Of course, to manage a stock for a predetermined level of abundance, there has to be some relationship between fishing effort and stock size; this also does not exist for the menhaden fishery.
More disconcerting is that the Lenfest 75%/40% approach may involve harvest cuts of up to 50,000 metric tons from current levels. If the stock is determined to be only about 46% of unfished levels, the fishery would be very close to a shutdown. Looking forward, if Lenfest advice is adopted and harvest levels curtailed in the near-term, what is the relevance of harvest advice which may evolve in a few years from the current menhaden-specific ERP work? If the latter studies endorse appreciable increases in harvest, this could create a climate of regulatory “whiplash”, a situation which fisheries managers I believe should avoid.

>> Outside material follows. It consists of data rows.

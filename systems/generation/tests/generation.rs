use tidepool_core::{CellCoord, TileKind};
use tidepool_system_generation::{
    ensure_connected, generate, BacktrackPolicy, ChaChaSource, GenerationConfig, MazeGenerator,
    OverlapPolicy, RoomCarver, RoomConfig, MAZE_ORIGIN,
};
use tidepool_world::ConnectivityGraph;

#[test]
fn four_by_four_maze_reaches_its_coverage_threshold() {
    for seed in 0..32 {
        let mut maze = MazeGenerator::new(4, 4, BacktrackPolicy::Front);
        assert_eq!(maze.coverage_threshold(), 16);
        let steps = maze
            .run(&mut ChaChaSource::seeded(seed))
            .expect("maze completes");
        assert_eq!(maze.visited_count(), 16);
        assert!(steps >= 15, "each carve is a step, got {steps}");
        assert!(steps < 1_000);
    }
}

#[test]
fn carved_mazes_are_connected_for_every_size_and_policy() {
    for policy in [BacktrackPolicy::Front, BacktrackPolicy::Back] {
        for (columns, rows) in [(1, 1), (2, 3), (4, 4), (7, 5), (15, 15)] {
            for seed in 0..8 {
                let mut rng = ChaChaSource::seeded(seed);
                let mut maze = MazeGenerator::new(columns, rows, policy);
                let _ = maze.run(&mut rng).expect("maze completes");
                let mut layout = maze.expand();
                assert_eq!(layout.columns(), columns * 2 + 1);
                assert_eq!(layout.rows(), rows * 2 + 1);
                assert_eq!(ensure_connected(&layout), Ok(()));

                let _ = RoomCarver::new(RoomConfig::default()).carve(&mut layout, &mut rng);
                assert_eq!(
                    ensure_connected(&layout),
                    Ok(()),
                    "{columns}x{rows} seed {seed} disconnected by rooms"
                );
            }
        }
    }
}

#[test]
fn front_and_back_policies_produce_different_mazes() {
    let carve = |policy| {
        let mut maze = MazeGenerator::new(15, 15, policy);
        let _ = maze
            .run(&mut ChaChaSource::seeded(99))
            .expect("maze completes");
        maze.expand()
    };
    assert_ne!(carve(BacktrackPolicy::Front), carve(BacktrackPolicy::Back));
}

#[test]
fn generated_layouts_keep_every_walkable_cell_reachable() {
    for seed in 0..16 {
        let layout = generate(&GenerationConfig::default(), &mut ChaChaSource::seeded(seed))
            .expect("generation succeeds");
        let unreachable = ConnectivityGraph::build(&layout).unreachable_from(MAZE_ORIGIN);
        assert!(unreachable.is_empty(), "seed {seed}: {unreachable:?}");
        assert_eq!(layout.get(CellCoord::new(0, 0)), Some(TileKind::Timer));
        assert_eq!(layout.player_spawn(), MAZE_ORIGIN);
        assert_eq!(layout.enemy_spawns().len(), 1);
    }
}

#[test]
fn the_border_stays_solid() {
    let layout = generate(&GenerationConfig::default(), &mut ChaChaSource::seeded(4))
        .expect("generation succeeds");
    let (last_column, last_row) = (layout.columns() - 1, layout.rows() - 1);
    for (cell, kind) in layout.cells() {
        let border = cell.column() == 0
            || cell.row() == 0
            || cell.column() == last_column
            || cell.row() == last_row;
        if border {
            assert!(
                matches!(kind, TileKind::Wall | TileKind::Timer),
                "{cell:?} holds {kind:?}"
            );
        }
    }
}

#[test]
fn seeds_reproduce_layouts() {
    let config = GenerationConfig {
        rooms: RoomConfig {
            overlap: OverlapPolicy::Strict,
            ..RoomConfig::default()
        },
        enemies: 3,
        ..GenerationConfig::default()
    };
    let first = generate(&config, &mut ChaChaSource::seeded(2024)).expect("generation succeeds");
    let second = generate(&config, &mut ChaChaSource::seeded(2024)).expect("generation succeeds");
    let other = generate(&config, &mut ChaChaSource::seeded(2025)).expect("generation succeeds");
    assert_eq!(first, second);
    assert_ne!(first, other);
    assert_eq!(first.enemy_spawns().len(), 3);
}
//! Shell boards compared slot by slot to detect puzzle completion.

use tidepool_core::{BoardSlot, ReferenceArrangement, ShellColor};

/// Four-slot shell board laid out as `0 1 / 2 3`.
#[derive(Clone, Copy, Debug, Default, PartialEq, Eq, Hash)]
pub struct ShellBoard {
    slots: [Option<ShellColor>; BoardSlot::COUNT],
}

impl ShellBoard {
    /// Board with every slot empty.
    #[must_use]
    pub const fn empty() -> Self {
        Self {
            slots: [None; BoardSlot::COUNT],
        }
    }

    /// Board with the provided slot contents.
    #[must_use]
    pub const fn from_slots(slots: [Option<ShellColor>; BoardSlot::COUNT]) -> Self {
        Self { slots }
    }

    /// Fully populated board showing a reference arrangement.
    #[must_use]
    pub fn reference(arrangement: ReferenceArrangement) -> Self {
        Self {
            slots: arrangement.slots().map(Some),
        }
    }

    /// Slot contents in slot order.
    #[must_use]
    pub const fn slots(&self) -> [Option<ShellColor>; BoardSlot::COUNT] {
        self.slots
    }

    /// Shell stored in the slot, if any.
    #[must_use]
    pub fn occupant(&self, slot: BoardSlot) -> Option<ShellColor> {
        self.slots[slot.index()]
    }

    /// Stores `color` in an empty slot; returns `false` if the slot is taken.
    pub fn insert(&mut self, slot: BoardSlot, color: ShellColor) -> bool {
        let entry = &mut self.slots[slot.index()];
        if entry.is_some() {
            return false;
        }
        *entry = Some(color);
        true
    }

    /// Empties the slot, returning the shell it held.
    pub fn take(&mut self, slot: BoardSlot) -> Option<ShellColor> {
        self.slots[slot.index()].take()
    }
}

The crux of the debate, then, is whether one believes there needs to be a reduction in menhaden catch to maintain a healthy ecosystem or whether the current, conservative management regime is working. In my view, the system has worked well for the stock, the fishery, and ecosystem, particularly over the past decade.
The wisest alternative to “rule of thumb” management advice is maintaining the current reference points which are specific to Atlantic menhaden. I support the current single‐species reference points until the ERPs are developed by the Commission’s scientists. Next year in 2018, the ERP working group will hold data workshops to select and standardize data that will be used as model inputs; this includes data that pertains not only to menhaden abundance, but also the abundance of bluefish, striped bass, and other predator species.
The ERP group is comprised of state and federal scientists who have spent a significant portion of their careers working on ERPs for menhaden. The Commission sent them down this path several years ago. Stay the course, let them finish their work, and present their results as planned in 2019. The menhaden population currently has a broad age structure with six or more age classes represented, the population is expanding into the northern half of its range, and recruitment in recent years is above average – the sky will not fall on the menhaden population in the interim. Given menhaden’s current stock status, allowable catches could increase 10% with no discernable impact to the population.
In the end, the Commission should follow the advice of its scientific advisors who have indicated that the Lenfest approach is not a good fit for menhaden. The current approach of protecting spawning potential has worked well. There is no obvious biological or scientific reason to abandon it now.